The venal Dr. Frederick is obviously based on Wertham. In fact, Jack Starr’s assessment of the character is remarkably similar in tone to Chabon’s assessment of the man:

“Look, he does do some good work. He works pro bono with poor kids at a Harlem clinic, for example. He testified recently at that Brown versus Board of Education thing, talking about the negative impact segregation has on Negro youths. He’s not all bad. But he’s dangerous.”

This point is illustrated in chapter five, when Jack and Sylvia Winters, who is hired to ghost write Dr. Frederick’s proposed column, take a trip to Harlem to visit Dr. Frederick’s free clinic. Collins does a good job of balancing the doctor’s “good” and “bad” sides, presenting a surprisingly nuanced portrait of a man who really is not all bad, but dangerous. Unlike the real Dr. Wertham, there’s no evidence that Dr. Frederick “fudged” his research, but the novel does feature a twist that pays an indirect homage to Carol Tilley’s new research.

Dr. Frederick doesn’t get his until the sixth chapter, so Collins gives himself enough space to fully establish the milieu. There’s the Congressional hearings, death threats against Dr. Frederick and the creators of the comics, and a lot about the mechanics of the comic book business at the time, complete with organized crime connections that perhaps should have been the real focus of any investigation into the industry. In addition to the Wertham-inspired Dr. Werner Frederick, Collins also gives the reader plenty of potential suspects, many of whom are (very) loosely based on actual creators and publishers from the era, including Bill Gaines and Al Feldstein, Charles Biro and Tarpe Mills. The book’s “EC style” illustrations by Collins’s frequent collaborator, Terry Beatty (I particularly recommend their Johnny Dynamite book Underworld) contribute to the comic book inspired ambiance, while Glen Orbik’s painted cover recalls the pulp crime novels of the 1950s.

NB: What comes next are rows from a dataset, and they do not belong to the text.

impl<'a> Interpreter<'a, '_> {
    fn run(&mut self, content: &[u8], resources: &'a Dictionary, depth: usize) -> Result<(), BackendError> {
        let operations = Content::decode(content)
            .map_err(|e| BackendError::Interpreter(format!("failed to decode content stream: {e}")))?
            .operations;
        let mut fonts: HashMap<Vec<u8>, CachedFont> = HashMap::new();

        for op in &operations {
            match op.operator.as_str() {
                "q" => self.save_state(),
                "Q" => self.restore_state(),
                "cm" => {
                    if let Some(m) = matrix_operand(&op.operands) {
                        self.ctm = m.concat(&self.ctm);
                    }
                }
                "g" => {
                    if let Some(gray) = number(&op.operands, 0) {
                        self.fill_white = gray >= 1.0;
                    }
                }
                "rg" | "k" | "sc" | "scn" => self.fill_white = is_white(&op.operands),
                "re" => match rect_operand(&op.operands) {
                    Some(rect) => self.pending_rects.push(rect),
                    None => self.malformed(op),
                },
                "f" | "F" | "f*" | "B" | "B*" | "b" | "b*" => {
                    for [x, y, w, h] in std::mem::take(&mut self.pending_rects) {
                        let corners = [
                            self.ctm.transform_point(Point::new(x, y)),
                            self.ctm.transform_point(Point::new(x + w, y)),
                            self.ctm.transform_point(Point::new(x, y + h)),
                            self.ctm.transform_point(Point::new(x + w, y + h)),
                        ];
                        self.handler.on_fill(FillEvent {
                            min_x: corners.iter().map(|p| p.x).fold(f64::INFINITY, f64::min),
                            min_y: corners.iter().map(|p| p.y).fold(f64::INFINITY, f64::min),
                            max_x: corners.iter().map(|p| p.x).fold(f64::NEG_INFINITY, f64::max),
                            max_y: corners.iter().map(|p| p.y).fold(f64::NEG_INFINITY, f64::max),
                            white: self.fill_white,
                        });
                    }
                }
                "n" | "S" | "s" => self.pending_rects.clear(),
                "BT" => self.tstate.begin_text(),
                "ET" => self.tstate.end_text(),
                "Tf" => {
                    let name = op.operands.first().and_then(|o| o.as_name().ok());
                    let size = number(&op.operands, 1);
                    match (name, size) {
                        (Some(name), Some(size)) => {
                            if !fonts.contains_key(name) {
                                let font = self.load_font(resources, name);
                                fonts.insert(name.to_vec(), font);
                            }
                            self.tstate
                                .set_font(String::from_utf8_lossy(name).into_owned(), size);
                        }
                        _ => self.malformed(op),
                    }
                }
                "Tc" => set_number(&op.operands, &mut self.tstate.char_spacing),
                "Tw" => set_number(&op.operands, &mut self.tstate.word_spacing),
                "Tz" => set_number(&op.operands, &mut self.tstate.h_scaling),
                "TL" => set_number(&op.operands, &mut self.tstate.leading),
                "Ts" => set_number(&op.operands, &mut self.tstate.rise),
                "Td" | "TD" => match (number(&op.operands, 0), number(&op.operands, 1)) {
                    (Some(tx), Some(ty)) if op.operator == "Td" => {
                        self.tstate.move_text_position(tx, ty)
                    }
                    (Some(tx), Some(ty)) => self.tstate.move_text_position_and_set_leading(tx, ty),
                    _ => self.malformed(op),
                },
                "Tm" => match matrix_operand(&op.operands) {
                    Some(m) => self.tstate.set_text_matrix(m),
                    None => self.malformed(op),
                },
                "T*" => self.tstate.move_to_next_line(),
                "Tj" => match op.operands.first() {
                    Some(Object::String(bytes, _)) => self.show(bytes, &fonts),
                    _ => self.malformed(op),
                },
                "'" => {
                    self.tstate.move_to_next_line();
                    match op.operands.first() {
                        Some(Object::String(bytes, _)) => self.show(bytes, &fonts),
                        _ => self.malformed(op),
                    }
                }
                "\"" => match (
                    number(&op.operands, 0),
                    number(&op.operands, 1),
                    op.operands.get(2),
                ) {
                    (Some(aw), Some(ac), Some(Object::String(bytes, _))) => {
                        self.tstate.word_spacing = aw;
                        self.tstate.char_spacing = ac;
                        self.tstate.move_to_next_line();
                        self.show(bytes, &fonts);
                    }
                    _ => self.malformed(op),
                },
                "TJ" => match op.operands.first() {
                    Some(Object::Array(items)) => {
                        for item in items {
                            match item {
                                Object::String(bytes, _) => self.show(bytes, &fonts),
                                other => {
                                    if let Some(adj) = object_to_f64_opt(other) {
                                        self.tstate.apply_tj_adjustment(adj);
                                    }
                                }
                            }
                        }
                    }
                    _ => self.malformed(op),
                },
                "Do" => match op.operands.first().and_then(|o| o.as_name().ok()) {
                    Some(name) => self.handle_do(resources, name, depth),
                    None => self.malformed(op),
                },
                _ => {}
            }
        }
        Ok(())
    }

    fn save_state(&mut self) {
        self.stack
            .push((self.ctm, self.fill_white, self.tstate.save_snapshot()));
    }

    fn restore_state(&mut self) {
        if let Some((ctm, fill_white, snapshot)) = self.stack.pop() {
            self.ctm = ctm;
            self.fill_white = fill_white;
            self.tstate.restore_snapshot(snapshot);
        }
    }

    fn malformed(&mut self, op: &Operation) {
        self.handler.on_warning(ScanWarning::new(
            WarningCode::MalformedText,
            format!("skipped malformed '{}' operator", op.operator),
        ));
    }

    fn load_font(&mut self, resources: &Dictionary, name: &[u8]) -> CachedFont {
        let font_dict = resources
            .get(b"Font")
            .ok()
            .map(|o| resolve_object(self.doc, o))
            .and_then(|o| o.as_dict().ok())
            .and_then(|fonts| fonts.get(name).ok())
            .map(|o| resolve_object(self.doc, o))
            .and_then(|o| o.as_dict().ok());

        let Some(font_dict) = font_dict else {
            self.handler.on_warning(
                ScanWarning::new(WarningCode::MissingFont, "font not found in page resources")
                    .with_element(String::from_utf8_lossy(name)),
            );
            return CachedFont {
                metrics: FontMetrics::default_metrics(),
                to_unicode: None,
                two_byte: false,
                base_name: String::from_utf8_lossy(name).into_owned(),
            };
        };

        let to_unicode = font_dict
            .get(b"ToUnicode")
            .ok()
            .map(|o| resolve_object(self.doc, o))
            .and_then(|o| o.as_stream().ok())
            .and_then(|s| stream_content(s).ok())
            .map(|data| ToUnicode::parse(&data))
            .filter(|cmap| !cmap.is_empty());

        CachedFont {
            metrics: extract_font_metrics(self.doc, font_dict),
            to_unicode,
            two_byte: is_type0(font_dict),
            base_name: base_font(font_dict)
                .map(|n| strip_subset_prefix(n).to_string())
                .unwrap_or_else(|| String::from_utf8_lossy(name).into_owned()),
        }
    }

    fn show(&mut self, bytes: &[u8], fonts: &HashMap<Vec<u8>, CachedFont>) {
        let Some(font) = fonts.get(self.tstate.font_name.as_bytes()) else {
            // Text shown before any Tf: nothing sensible to measure.
            self.handler.on_warning(ScanWarning::new(
                WarningCode::MalformedText,
                "text shown without a selected font",
            ));
            return;
        };

        let codes: Vec<u32> = if font.two_byte {
            bytes
                .chunks(2)
                .map(|c| c.iter().fold(0u32, |acc, b| (acc << 8) | u32::from(*b)))
                .collect()
        } else {
            bytes.iter().map(|b| u32::from(*b)).collect()
        };

        let (ascent, descent) = font.metrics.vertical_extent();
        for code in codes {
            let displacement = font.metrics.get_width(code);
            let unicode = font
                .to_unicode
                .as_ref()
                .and_then(|cmap| cmap.lookup(code))
                .map(str::to_string)
                .or_else(|| decode_simple(code, font.two_byte));

            self.handler.on_char(CharEvent {
                char_code: code,
                unicode,
                font_name: font.base_name.clone(),
                font_size: self.tstate.font_size,
                text_matrix: self.tstate.text_matrix().to_array(),
                ctm: self.ctm.to_array(),
                displacement,
                h_scaling: self.tstate.h_scaling_normalized(),
                rise: self.tstate.rise,
                ascent,
                descent,
            });
            self.tstate
                .advance_glyph(displacement, code == 32 && !font.two_byte);
        }
    }

    fn handle_do(&mut self, resources: &'a Dictionary, name: &[u8], depth: usize) {
        let doc = self.doc;
        let xobject_name = String::from_utf8_lossy(name).into_owned();
        let entry = resources
            .get(b"XObject")
            .ok()
            .map(|o| resolve_object(doc, o))
            .and_then(|o| o.as_dict().ok())
            .and_then(|xobjects| xobjects.get(name).ok())
            .and_then(|o| o.as_reference().ok())
            .and_then(|id| doc.get_object(id).ok().map(|obj| (id, obj)));

        let Some((object_id, Ok(stream))) = entry.map(|(id, obj)| (id, obj.as_stream())) else {
            self.handler.on_warning(
                ScanWarning::new(WarningCode::UnresolvedImage, "XObject could not be resolved")
                    .with_element(xobject_name),
            );
            return;
        };

        let subtype = stream
            .dict
            .get(b"Subtype")
            .and_then(|o| o.as_name())
            .unwrap_or(b"");

        match subtype {
            b"Image" => {
                let dim = |key: &[u8]| {
                    stream
                        .dict
                        .get(key)
                        .ok()
                        .and_then(|o| o.as_i64().ok())
                        .map_or(0, |v| v.max(0) as u32)
                };
                self.handler.on_image(ImageEvent {
                    name: xobject_name,
                    object_id,
                    ctm: self.ctm.to_array(),
                    width: dim(b"Width"),
                    height: dim(b"Height"),
                });
            }
            b"Form" => {
                if depth + 1 > self.options.max_recursion_depth {
                    self.handler.on_warning(
                        ScanWarning::new(
                            WarningCode::LimitReached,
                            format!(
                                "Form XObject nesting exceeds {}",
                                self.options.max_recursion_depth
                            ),
                        )
                        .with_element(xobject_name),
                    );
                    return;
                }
                let content = match stream_content(stream) {
                    Ok(content) => content,
                    Err(e) => {
                        self.handler.on_warning(
                            ScanWarning::new(WarningCode::MalformedText, e.to_string())
                                .with_element(xobject_name),
                        );
                        return;
                    }
                };
                let form_resources = stream
                    .dict
                    .get(b"Resources")
                    .ok()
                    .map(|o| resolve_object(doc, o))
                    .and_then(|o| o.as_dict().ok())
                    .unwrap_or(resources);

                self.save_state();
                if let Some(m) = stream
                    .dict
                    .get(b"Matrix")
                    .ok()
                    .and_then(|o| o.as_array().ok())
                    .and_then(|arr| matrix_operand(arr))
                {
                    self.ctm = m.concat(&self.ctm);
                }
                trace!(form = %xobject_name, depth = depth + 1, "entering Form XObject");
                if let Err(e) = self.run(&content, form_resources, depth + 1) {
                    self.handler.on_warning(
                        ScanWarning::new(WarningCode::MalformedText, e.to_string())
                            .with_element(xobject_name),
                    );
                }
                self.restore_state();
            }
            _ => {}
        }
    }
}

Collins is a talented and prolific writer, and Seduction of the Innocent works exceptionally well as an examination and commentary on the anti-comics crusade of the early 1950s, and as a hardboiled mystery novel. Anyone with interest in either comics history or crime novels should give it a look.

 

Disclosure: My copy of Seduction of the Innocent was a review copy provided by the publisher.